[Stored items]
┌──
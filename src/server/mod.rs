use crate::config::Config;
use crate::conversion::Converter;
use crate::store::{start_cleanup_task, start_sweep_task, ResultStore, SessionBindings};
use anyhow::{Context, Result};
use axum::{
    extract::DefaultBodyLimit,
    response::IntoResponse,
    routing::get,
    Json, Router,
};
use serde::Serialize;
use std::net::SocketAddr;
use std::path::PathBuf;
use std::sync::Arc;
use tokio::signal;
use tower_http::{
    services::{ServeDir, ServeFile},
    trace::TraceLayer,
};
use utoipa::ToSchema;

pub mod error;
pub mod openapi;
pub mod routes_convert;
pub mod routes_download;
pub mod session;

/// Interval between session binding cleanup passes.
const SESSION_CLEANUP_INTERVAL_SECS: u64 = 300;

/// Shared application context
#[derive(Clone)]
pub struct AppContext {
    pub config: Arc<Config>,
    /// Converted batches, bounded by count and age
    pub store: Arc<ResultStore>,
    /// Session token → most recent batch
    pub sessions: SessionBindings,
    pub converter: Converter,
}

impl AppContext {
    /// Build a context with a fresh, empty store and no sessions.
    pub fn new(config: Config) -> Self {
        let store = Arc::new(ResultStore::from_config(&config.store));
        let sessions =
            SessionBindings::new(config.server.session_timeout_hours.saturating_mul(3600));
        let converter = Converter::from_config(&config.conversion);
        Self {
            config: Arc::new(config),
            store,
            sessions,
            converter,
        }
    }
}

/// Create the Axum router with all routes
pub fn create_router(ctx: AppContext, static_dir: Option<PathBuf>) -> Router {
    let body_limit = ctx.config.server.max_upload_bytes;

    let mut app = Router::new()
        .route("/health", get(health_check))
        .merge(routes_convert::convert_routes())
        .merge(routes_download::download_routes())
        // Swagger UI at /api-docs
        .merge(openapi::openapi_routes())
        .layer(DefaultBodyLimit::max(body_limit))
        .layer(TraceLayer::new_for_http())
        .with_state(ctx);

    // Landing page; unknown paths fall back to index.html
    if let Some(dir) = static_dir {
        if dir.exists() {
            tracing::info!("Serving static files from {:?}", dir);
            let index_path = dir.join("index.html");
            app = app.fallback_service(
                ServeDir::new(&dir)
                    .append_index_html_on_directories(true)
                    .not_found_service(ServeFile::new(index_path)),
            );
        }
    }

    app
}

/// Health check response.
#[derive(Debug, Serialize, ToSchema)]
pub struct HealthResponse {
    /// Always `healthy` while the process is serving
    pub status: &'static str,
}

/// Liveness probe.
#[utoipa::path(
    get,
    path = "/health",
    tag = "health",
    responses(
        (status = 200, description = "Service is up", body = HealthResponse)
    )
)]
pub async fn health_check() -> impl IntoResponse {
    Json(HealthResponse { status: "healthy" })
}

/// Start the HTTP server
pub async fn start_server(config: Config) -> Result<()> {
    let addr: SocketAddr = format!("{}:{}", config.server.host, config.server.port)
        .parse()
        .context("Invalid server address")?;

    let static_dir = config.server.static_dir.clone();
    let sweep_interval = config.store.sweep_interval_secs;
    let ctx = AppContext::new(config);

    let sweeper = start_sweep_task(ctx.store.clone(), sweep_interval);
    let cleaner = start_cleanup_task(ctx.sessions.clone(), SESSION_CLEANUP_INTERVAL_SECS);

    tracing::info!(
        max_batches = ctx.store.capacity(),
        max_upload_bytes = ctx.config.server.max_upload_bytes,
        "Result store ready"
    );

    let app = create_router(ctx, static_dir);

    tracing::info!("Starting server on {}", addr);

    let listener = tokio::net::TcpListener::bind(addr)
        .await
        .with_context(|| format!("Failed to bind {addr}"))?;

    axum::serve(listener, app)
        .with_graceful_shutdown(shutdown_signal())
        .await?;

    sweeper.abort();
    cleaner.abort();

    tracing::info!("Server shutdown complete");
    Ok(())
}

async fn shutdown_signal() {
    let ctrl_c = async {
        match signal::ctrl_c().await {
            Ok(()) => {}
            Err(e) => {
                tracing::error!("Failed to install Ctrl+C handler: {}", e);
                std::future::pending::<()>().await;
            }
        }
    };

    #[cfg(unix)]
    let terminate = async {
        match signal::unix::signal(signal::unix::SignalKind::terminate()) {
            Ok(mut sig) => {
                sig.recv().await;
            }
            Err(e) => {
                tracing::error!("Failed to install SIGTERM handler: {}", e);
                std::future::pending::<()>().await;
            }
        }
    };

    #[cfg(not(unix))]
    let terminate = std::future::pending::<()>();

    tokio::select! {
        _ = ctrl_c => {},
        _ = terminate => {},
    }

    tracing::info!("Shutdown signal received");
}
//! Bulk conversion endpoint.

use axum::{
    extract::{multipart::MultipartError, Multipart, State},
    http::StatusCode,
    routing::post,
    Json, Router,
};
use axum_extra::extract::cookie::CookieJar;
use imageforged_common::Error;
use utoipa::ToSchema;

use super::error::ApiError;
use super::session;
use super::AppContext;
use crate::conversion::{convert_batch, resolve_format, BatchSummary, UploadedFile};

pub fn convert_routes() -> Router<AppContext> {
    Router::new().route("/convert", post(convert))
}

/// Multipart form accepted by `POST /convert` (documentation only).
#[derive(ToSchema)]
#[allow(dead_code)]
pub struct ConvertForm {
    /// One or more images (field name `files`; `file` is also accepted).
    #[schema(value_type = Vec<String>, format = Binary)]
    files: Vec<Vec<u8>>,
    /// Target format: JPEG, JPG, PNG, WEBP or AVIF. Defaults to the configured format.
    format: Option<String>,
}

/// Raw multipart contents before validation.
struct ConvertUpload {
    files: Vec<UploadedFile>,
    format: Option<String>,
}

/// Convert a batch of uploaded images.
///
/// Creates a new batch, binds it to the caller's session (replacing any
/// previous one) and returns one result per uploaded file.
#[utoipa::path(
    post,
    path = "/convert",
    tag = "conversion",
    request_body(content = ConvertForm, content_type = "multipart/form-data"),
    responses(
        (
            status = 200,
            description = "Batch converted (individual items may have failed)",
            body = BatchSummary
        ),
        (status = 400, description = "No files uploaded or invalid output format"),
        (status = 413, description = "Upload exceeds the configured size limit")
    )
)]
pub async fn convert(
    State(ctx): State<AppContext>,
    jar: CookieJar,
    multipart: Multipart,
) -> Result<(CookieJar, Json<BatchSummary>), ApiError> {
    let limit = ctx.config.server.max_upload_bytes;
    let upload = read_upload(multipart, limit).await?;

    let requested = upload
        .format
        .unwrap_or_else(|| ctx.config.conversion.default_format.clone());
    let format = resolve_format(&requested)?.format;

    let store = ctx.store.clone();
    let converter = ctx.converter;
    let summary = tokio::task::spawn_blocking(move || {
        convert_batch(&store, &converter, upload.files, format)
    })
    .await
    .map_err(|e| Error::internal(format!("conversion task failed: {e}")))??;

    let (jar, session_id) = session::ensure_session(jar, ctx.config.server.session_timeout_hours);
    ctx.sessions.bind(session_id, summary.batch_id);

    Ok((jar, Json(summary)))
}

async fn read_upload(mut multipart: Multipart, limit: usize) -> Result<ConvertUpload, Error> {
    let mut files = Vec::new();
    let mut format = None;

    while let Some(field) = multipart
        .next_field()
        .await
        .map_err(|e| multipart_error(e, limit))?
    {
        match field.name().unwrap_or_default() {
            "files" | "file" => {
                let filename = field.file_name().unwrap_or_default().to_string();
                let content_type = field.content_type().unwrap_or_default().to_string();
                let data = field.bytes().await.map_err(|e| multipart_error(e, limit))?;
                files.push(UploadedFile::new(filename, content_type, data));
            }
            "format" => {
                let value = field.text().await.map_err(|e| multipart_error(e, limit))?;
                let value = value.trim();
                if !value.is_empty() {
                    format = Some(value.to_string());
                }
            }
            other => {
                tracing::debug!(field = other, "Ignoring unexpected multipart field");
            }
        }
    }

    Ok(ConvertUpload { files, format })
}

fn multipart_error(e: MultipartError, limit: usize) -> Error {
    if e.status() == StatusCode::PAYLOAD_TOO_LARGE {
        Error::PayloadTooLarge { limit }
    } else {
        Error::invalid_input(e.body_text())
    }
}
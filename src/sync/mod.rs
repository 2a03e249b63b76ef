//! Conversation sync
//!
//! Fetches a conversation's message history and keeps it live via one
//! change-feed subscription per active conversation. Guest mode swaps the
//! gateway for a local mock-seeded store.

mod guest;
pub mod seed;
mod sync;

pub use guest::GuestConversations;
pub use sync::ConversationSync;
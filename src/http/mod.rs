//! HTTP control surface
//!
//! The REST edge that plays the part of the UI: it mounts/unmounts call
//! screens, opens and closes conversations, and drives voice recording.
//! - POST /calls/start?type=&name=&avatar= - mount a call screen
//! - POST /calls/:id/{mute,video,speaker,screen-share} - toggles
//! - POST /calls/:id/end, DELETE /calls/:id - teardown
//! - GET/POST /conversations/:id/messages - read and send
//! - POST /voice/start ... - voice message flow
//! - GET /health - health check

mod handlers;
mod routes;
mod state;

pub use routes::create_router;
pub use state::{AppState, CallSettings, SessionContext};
└──
> TASK DETAILS:
Exactly how many lines of the data include the word "terminate"? Reply with that number only.

> ANSWER SECTION:
4